> **Work to be completed**:
Produce as output only the lines below starting at the line with "#[derive(Debug, Clone, Deserialize)]" and continuing through the line with "fn fmt(&self, f: &mut", each one exactly as written.

----- Exercise inputs

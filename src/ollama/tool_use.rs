//! Ollama Chat API with tool calling support
//!
//! This module provides a client for Ollama's `/api/chat` endpoint,
//! which supports tool/function calling for agentic workflows.

use async_trait::async_trait;
use serde::{Deserialize, Serialize};

use crate::a2a::NamedOperation;

/// A message in a chat conversation
#[derive(Debug, Clone, Serialize, Deserialize)]
pub struct ChatMessage {
    pub role: String, // "system", "user", "assistant", "tool"
    pub content: String,
    #[serde(default, skip_serializing_if = "Option::is_none")]
    pub tool_calls: Option<Vec<ToolCall>>,
}

impl ChatMessage {
    pub fn system(content: impl Into<String>) -> Self {
        Self::with_role("system", content)
    }

    pub fn user(content: impl Into<String>) -> Self {
        Self::with_role("user", content)
    }

    pub fn assistant(content: impl Into<String>) -> Self {
        Self::with_role("assistant", content)
    }

    pub fn tool(content: impl Into<String>) -> Self {
        Self::with_role("tool", content)
    }

    fn with_role(role: &str, content: impl Into<String>) -> Self {
        Self {
            role: role.to_string(),
            content: content.into(),
            tool_calls: None,
        }
    }
}

/// A tool call from the model
#[derive(Debug, Clone, Serialize, Deserialize)]
pub struct ToolCall {
    pub function: FunctionCall,
}

/// Function call details
#[derive(Debug, Clone, Serialize, Deserialize)]
pub struct FunctionCall {
    pub name: String,
    #[serde(default)]
    pub arguments: serde_json::Value,
}

/// Tool definition for the model
#[derive(Debug, Clone, Serialize)]
pub struct Tool {
    #[serde(rename = "type")]
    pub tool_type: String, // Always "function"
    pub function: ToolFunction,
}

/// Function specification for a tool
#[derive(Debug, Clone, Serialize)]
pub struct ToolFunction {
    pub name: String,
    pub description: String,
    pub parameters: serde_json::Value, // JSON Schema
}

impl From<&NamedOperation> for Tool {
    fn from(op: &NamedOperation) -> Self {
        Tool {
            tool_type: "function".to_string(),
            function: ToolFunction {
                name: op.name.clone(),
                description: op.description.clone(),
                parameters: op.parameters.clone(),
            },
        }
    }
}

/// Response from /api/chat
#[derive(Debug, Clone, Deserialize)]
pub struct ChatResponse {
    pub message: ChatMessage,
    #[serde(default)]
    pub done: bool,
    #[serde(default)]
    pub eval_count: u32,
    #[serde(default)]
    pub eval_duration: u64,
}

/// Error type for chat operations
#[derive(Debug)]
pub enum ChatError {
    Request(reqwest::Error),
    Status { status: u16, body: String },
    Parse(serde_json::Error),
    EmptyResponse,
    /// Failure reported by a non-HTTP backend
    Backend(String),
}

impl std::fmt::Display for ChatError {
    fn fmt(&self, f: &mut std::fmt::Formatter<'_>) -> std::fmt::Result {
        match self {
            ChatError::Request(e) => write!(f, "Request error: {}", e),
            ChatError::Status { status, body } => write!(f, "HTTP {}: {}", status, body),
            ChatError::Parse(e) => write!(f, "Parse error: {}", e),
            ChatError::EmptyResponse => write!(f, "Empty response from Ollama"),
            ChatError::Backend(msg) => write!(f, "{}", msg),
        }
    }
}

impl std::error::Error for ChatError {}

impl From<reqwest::Error> for ChatError {
    fn from(e: reqwest::Error) -> Self {
        ChatError::Request(e)
    }
}

impl From<serde_json::Error> for ChatError {
    fn from(e: serde_json::Error) -> Self {
        ChatError::Parse(e)
    }
}

/// A text-generation backend that can request tool calls
#[async_trait]
pub trait ModelBackend: Send + Sync {
    /// Send the conversation so far and get the model's next message
    async fn chat(
        &self,
        messages: Vec<ChatMessage>,
        model: &str,
        tools: Option<Vec<Tool>>,
    ) -> Result<ChatResponse, ChatError>;
}

/// Client for Ollama's /api/chat endpoint with tool support
#[derive(Clone)]
pub struct ChatClient {
    base_url: String,
    client: reqwest::Client,
}

impl ChatClient {
    /// Create a new chat client
    ///
    /// # Arguments
    /// * `base_url` - Ollama server (e.g., "http://localhost:11434")
    /// * `timeout` - Per-request timeout
    pub fn new(base_url: impl Into<String>, timeout: std::time::Duration) -> Result<Self, ChatError> {
        let client = reqwest::Client::builder().timeout(timeout).build()?;
        Ok(Self {
            base_url: base_url.into().trim_end_matches('/').to_string(),
            client,
        })
    }
}

#[async_trait]
impl ModelBackend for ChatClient {
    async fn chat(
        &self,
        messages: Vec<ChatMessage>,
        model: &str,
        tools: Option<Vec<Tool>>,
    ) -> Result<ChatResponse, ChatError> {
        let endpoint = format!("{}/api/chat", self.base_url);

        let mut body = serde_json::json!({
            "model": model,
            "messages": messages,
            "stream": false,
            "options": {
                "temperature": 0.0
            }
        });

        if let Some(t) = tools {
            body["tools"] = serde_json::to_value(t)?;
        }

        let response = self.client.post(&endpoint).json(&body).send().await?;
        let status = response.status();
        let text = response.text().await?;

        if !status.is_success() {
            return Err(ChatError::Status {
                status: status.as_u16(),
                body: text,
            });
        }

        if text.is_empty() {
            return Err(ChatError::EmptyResponse);
        }

        let chat_response: ChatResponse = serde_json::from_str(&text)?;
        Ok(chat_response)
    }
}

/// Default system prompt for the delegating client agent
pub const DEFAULT_AGENT_SYSTEM_PROMPT: &str = r#"You are a command-line assistant. Your job is to analyze the user's instruction and execute the most appropriate tool.

Use the tools available to you to delegate the task to the supervisor agent.

Guidelines:
- Pass the user's intent to the tool as a clear natural-language `message`
- Call several tools in sequence when the task has several steps
- If a tool returns an error, explain it instead of guessing an answer
- When the task is complete, respond with your final answer in plain text"#;

/// Try to parse tool calls from the response content text
///
/// This handles models that output tool calls as JSON in the text
/// instead of using the native tool_calls field.
pub fn parse_tool_calls_from_text(content: &str) -> Vec<ToolCall> {
    let content = content.trim();

    if let Some(tool_call) = try_parse_tool_call(content) {
        return vec![tool_call];
    }

    // Scan for top-level {...} objects embedded in prose
    let mut tool_calls = Vec::new();
    let mut depth = 0usize;
    let mut start = None;

    for (i, c) in content.char_indices() {
        match c {
            '{' => {
                if depth == 0 {
                    start = Some(i);
                }
                depth += 1;
            }
            '}' if depth > 0 => {
                depth -= 1;
                if depth == 0 {
                    if let Some(s) = start.take() {
                        if let Some(tool_call) = try_parse_tool_call(&content[s..=i]) {
                            tool_calls.push(tool_call);
                        }
                    }
                }
            }
            _ => {}
        }
    }

    tool_calls
}

/// Parse `{"name": "...", "arguments"|"parameters": {...}}`
fn try_parse_tool_call(json_str: &str) -> Option<ToolCall> {
    let value: serde_json::Value = serde_json::from_str(json_str).ok()?;
    let name = value.get("name").and_then(|n| n.as_str())?;
    let arguments = value
        .get("arguments")
        .or_else(|| value.get("parameters"))?
        .clone();

    Some(ToolCall {
        function: FunctionCall {
            name: name.to_string(),
            arguments,
        },
    })
}
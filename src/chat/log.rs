//! Conversation history for one chat session

use serde::{Deserialize, Serialize};

/// Who said it
#[derive(Debug, Clone, Copy, PartialEq, Eq, Serialize, Deserialize)]
#[serde(rename_all = "lowercase")]
pub enum Role {
    User,
    Assistant,
}

/// One entry in the history
#[derive(Debug, Clone, PartialEq, Eq, Serialize, Deserialize)]
pub struct ConversationTurn {
    pub role: Role,
    pub content: String,
}

impl ConversationTurn {
    pub fn user(content: impl Into<String>) -> Self {
        Self {
            role: Role::User,
            content: content.into(),
        }
    }

    pub fn assistant(content: impl Into<String>) -> Self {
        Self {
            role: Role::Assistant,
            content: content.into(),
        }
    }
}

/// Append-only history of user/assistant exchanges
///
/// Entries are only added in pairs, so the log always alternates
/// `User, Assistant, User, Assistant, ...`.
#[derive(Debug, Clone, Default, Serialize)]
#[serde(transparent)]
pub struct ConversationLog {
    turns: Vec<ConversationTurn>,
}

impl ConversationLog {
    pub fn new() -> Self {
        Self::default()
    }

    /// Append a user message and the assistant's answer to it
    pub fn record_exchange(&mut self, user: impl Into<String>, assistant: impl Into<String>) {
        self.turns.push(ConversationTurn::user(user));
        self.turns.push(ConversationTurn::assistant(assistant));
    }

    /// Move every turn of `other` to the end of this log
    pub fn append(&mut self, other: ConversationLog) {
        self.turns.extend(other.turns);
    }

    pub fn turns(&self) -> &[ConversationTurn] {
        &self.turns
    }

    pub fn len(&self) -> usize {
        self.turns.len()
    }

    pub fn is_empty(&self) -> bool {
        self.turns.is_empty()
    }

    /// Number of completed exchanges
    pub fn exchanges(&self) -> usize {
        self.turns.len() / 2
    }
}

#[cfg(test)]
mod tests {
    use super::*;

    #[test]
    fn test_log_alternates_starting_with_user() {
        let mut log = ConversationLog::new();
        for i in 0..4 {
            log.record_exchange(format!("q{}", i), format!("a{}", i));
        }

        assert_eq!(log.len(), 8);
        assert_eq!(log.exchanges(), 4);
        for (i, turn) in log.turns().iter().enumerate() {
            let expected = if i % 2 == 0 { Role::User } else { Role::Assistant };
            assert_eq!(turn.role, expected);
        }
        assert_eq!(log.turns()[6], ConversationTurn::user("q3"));
    }

    #[test]
    fn test_append_keeps_order() {
        let mut log = ConversationLog::new();
        log.record_exchange("q0", "a0");
        let mut exchange = ConversationLog::new();
        exchange.record_exchange("q1", "a1");

        log.append(exchange);
        assert_eq!(log.exchanges(), 2);
        assert_eq!(log.turns()[2], ConversationTurn::user("q1"));
        assert_eq!(log.turns()[3], ConversationTurn::assistant("a1"));
    }

    #[test]
    fn test_serializes_as_role_content_list() {
        let mut log = ConversationLog::new();
        log.record_exchange("hi", "hello");
        let json = serde_json::to_value(&log).unwrap();
        assert_eq!(
            json,
            serde_json::json!([
                {"role": "user", "content": "hi"},
                {"role": "assistant", "content": "hello"}
            ])
        );
    }
}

----------

> **Result for this task**:
#[derive(Debug, Clone, Deserialize)]
pub struct ChatResponse {
    pub message: ChatMessage,
    #[serde(default)]
    pub done: bool,
    #[serde(default)]
    pub eval_count: u32,
    #[serde(default)]
    pub eval_duration: u64,
}

/// Error type for chat operations
#[derive(Debug)]
pub enum ChatError {
    Request(reqwest::Error),
    Status { status: u16, body: String },
    Parse(serde_json::Error),
    EmptyResponse,
    /// Failure reported by a non-HTTP backend
    Backend(String),
}

impl std::fmt::Display for ChatError {
    fn fmt(&self, f: &mut std::fmt::Formatter<'_>) -> std::fmt::Result {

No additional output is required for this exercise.